One hundred years later in Miami, 515 people out of 1.5 million were killed. Although more people were murdered in Miami, statistically speaking the city has a lower homicide rate – just 32.7, compared to 100.4 of Dodge City in the 1880s.

But if Dodge City's 1880 murder rate is compared with one of the largest cities in the U.S. 100 years later, the small frontier town will always look worse.  It is like comparing apples to oranges, and then killing all the plums.  In the end, doing so results in an inflated murder rate for cities with smaller populations.  It has also contributed to the image of Wild West towns as lawless outliers where dead bodies piled up in the streets.

True or not, the TV picture of the Old West is the basis for our lack of real gun control in the 21st Century.  It stems from a time when people may well have needed guns to protect themselves not merely from other White people, but from wild animals and Indians (whose land the Whites were trying to invade).  Matt Dillon, Ben Cartwright and Lucas McCain were idolized as examples of true courage, who took up their guns at the drop of a hat.

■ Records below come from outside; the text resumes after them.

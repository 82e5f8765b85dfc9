//! Batch merge of task definitions into an existing collection.

use std::collections::HashSet;

use jiff::Timestamp;
use log::debug;
#[cfg(feature = "schema")]
use schemars::JsonSchema;
use serde::{Deserialize, Serialize};

use super::DependencyResolver;
use crate::{
    error::{Result, WaypointError},
    models::Task,
    params::TaskDefinition,
};

/// How a batch is reconciled with the tasks already in the store.
#[derive(Debug, Clone, Copy, Default, Serialize, Deserialize, PartialEq, Eq)]
#[cfg_attr(feature = "schema", derive(JsonSchema))]
#[serde(rename_all = "camelCase")]
pub enum MergePolicy {
    /// Keep every existing task and add the batch as new tasks
    #[default]
    Append,
    /// Keep only completed tasks and add the batch as new tasks
    Overwrite,
    /// Update unfinished tasks whose name matches, add the rest, keep
    /// everything not named in the batch
    Selective,
    /// Archive completed tasks, empty the store, then append the batch
    ClearAllTasks,
}

impl MergePolicy {
    pub fn as_str(&self) -> &'static str {
        match self {
            MergePolicy::Append => "append",
            MergePolicy::Overwrite => "overwrite",
            MergePolicy::Selective => "selective",
            MergePolicy::ClearAllTasks => "clearAllTasks",
        }
    }
}

impl std::str::FromStr for MergePolicy {
    type Err = String;

    fn from_str(s: &str) -> std::result::Result<Self, Self::Err> {
        match s.to_lowercase().as_str() {
            "append" => Ok(MergePolicy::Append),
            "overwrite" => Ok(MergePolicy::Overwrite),
            "selective" => Ok(MergePolicy::Selective),
            "clearalltasks" | "clear-all-tasks" | "clear_all_tasks" | "clear" => {
                Ok(MergePolicy::ClearAllTasks)
            }
            _ => Err(format!("Invalid update mode: {s}")),
        }
    }
}

/// Result of merging a batch.
#[derive(Debug, Clone, Default)]
pub struct MergeOutcome {
    /// Existing tasks carried over unchanged, in their original order
    pub retained: Vec<Task>,
    /// Tasks created or updated by the batch, in batch order
    pub touched: Vec<Task>,
}

impl MergeOutcome {
    /// The next persisted collection: retained tasks followed by touched ones.
    pub fn collection(&self) -> Vec<Task> {
        self.retained
            .iter()
            .chain(self.touched.iter())
            .cloned()
            .collect()
    }
}

/// Rejects a batch that names the same task twice.
pub fn check_unique_names(definitions: &[TaskDefinition]) -> Result<()> {
    let mut seen = HashSet::new();
    for definition in definitions {
        if !seen.insert(definition.name.as_str()) {
            return Err(WaypointError::DuplicateTaskName {
                name: definition.name.clone(),
            });
        }
    }
    Ok(())
}

/// Computes the next collection from `existing`, a batch and a policy.
///
/// `ClearAllTasks` retains nothing here; archiving the completed tasks
/// beforehand is up to the caller. Dependency references in the batch are
/// resolved only after every entry has been placed, so an entry may name a
/// task that appears later in the same batch.
///
/// # Errors
///
/// Returns `WaypointError::DuplicateTaskName` or `WaypointError::InvalidInput`
/// before any merging takes place.
pub fn merge_batch(
    existing: Vec<Task>,
    definitions: &[TaskDefinition],
    policy: MergePolicy,
    analysis_result: Option<&str>,
    now: Timestamp,
) -> Result<MergeOutcome> {
    check_unique_names(definitions)?;
    for definition in definitions {
        definition.validate()?;
    }

    let mut resolver = DependencyResolver::new();

    if policy == MergePolicy::Selective {
        for task in &existing {
            resolver.insert_name(&task.name, &task.id);
        }
    }

    let mut retained: Vec<Task> = match policy {
        MergePolicy::Append | MergePolicy::Selective => existing,
        MergePolicy::Overwrite => existing.into_iter().filter(Task::is_completed).collect(),
        MergePolicy::ClearAllTasks => Vec::new(),
    };
    for task in &retained {
        resolver.insert_name(&task.name, &task.id);
    }

    let mut touched: Vec<Task> = Vec::with_capacity(definitions.len());
    // Index into `touched` for each definition; `None` when it was skipped.
    let mut slots: Vec<Option<usize>> = Vec::with_capacity(definitions.len());

    for definition in definitions {
        let matched = if policy == MergePolicy::Selective {
            resolver
                .resolve_name(&definition.name)
                .and_then(|id| retained.iter().position(|task| task.id == id))
        } else {
            None
        };

        match matched {
            Some(position) if retained[position].is_completed() => {
                debug!(
                    "Skipping '{}': matching task {} is already completed",
                    definition.name, retained[position].id
                );
                slots.push(None);
            }
            Some(position) => {
                let mut task = retained.remove(position);
                debug!("Updating task {} ('{}') in place", task.id, task.name);
                apply_definition(&mut task, definition, analysis_result, now);
                slots.push(Some(touched.len()));
                touched.push(task);
            }
            None => {
                let mut task = Task::new(&definition.name, &definition.description, now);
                apply_definition(&mut task, definition, analysis_result, now);
                debug!("Creating task {} ('{}')", task.id, task.name);
                resolver.insert_name(&task.name, &task.id);
                slots.push(Some(touched.len()));
                touched.push(task);
            }
        }
    }

    for task in retained.iter().chain(touched.iter()) {
        resolver.insert_known(&task.id);
    }

    for (definition, slot) in definitions.iter().zip(&slots) {
        let Some(index) = *slot else { continue };
        if definition.dependencies.is_empty() {
            continue;
        }
        let resolved = resolver.resolve_all(&definition.dependencies);
        if resolved.len() < definition.dependencies.len() {
            debug!(
                "Dropped {} unresolved dependencies of '{}'",
                definition.dependencies.len() - resolved.len(),
                definition.name
            );
        }
        touched[index].dependencies = resolved;
    }

    Ok(MergeOutcome { retained, touched })
}

/// Copies the content of `definition` into `task`.
///
/// Optional text fields are replaced even when the definition leaves them
/// empty; related files only when the definition supplies them.
fn apply_definition(
    task: &mut Task,
    definition: &TaskDefinition,
    analysis_result: Option<&str>,
    now: Timestamp,
) {
    task.name = definition.name.clone();
    task.description = definition.description.clone();
    task.notes = definition.notes.clone();
    task.implementation_guide = definition.implementation_guide.clone();
    task.verification_criteria = definition.verification_criteria.clone();
    task.analysis_result = analysis_result.map(str::to_string);
    if let Some(files) = &definition.related_files {
        task.related_files = files.clone();
    }
    task.updated_at = now;
}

No one has suggested that these shows be banned from television, although there was some effort in the 1970’s to reduce violence on TV.  What has happened is that some of the Trumpist, gun-owning crowd has suggested that certain books be banned, including To Kill a Mockingbird in which hero Atticus Finch tells his daughter Scout why he defended Tom Robertson:

(Because) I wanted you to see what real courage is, instead of getting the idea that courage is a man with a gun in his hand.  It is when you know you’re licked before you begin but you begin anyway, and you see it through no matter what.  You rarely win, but sometimes you do.”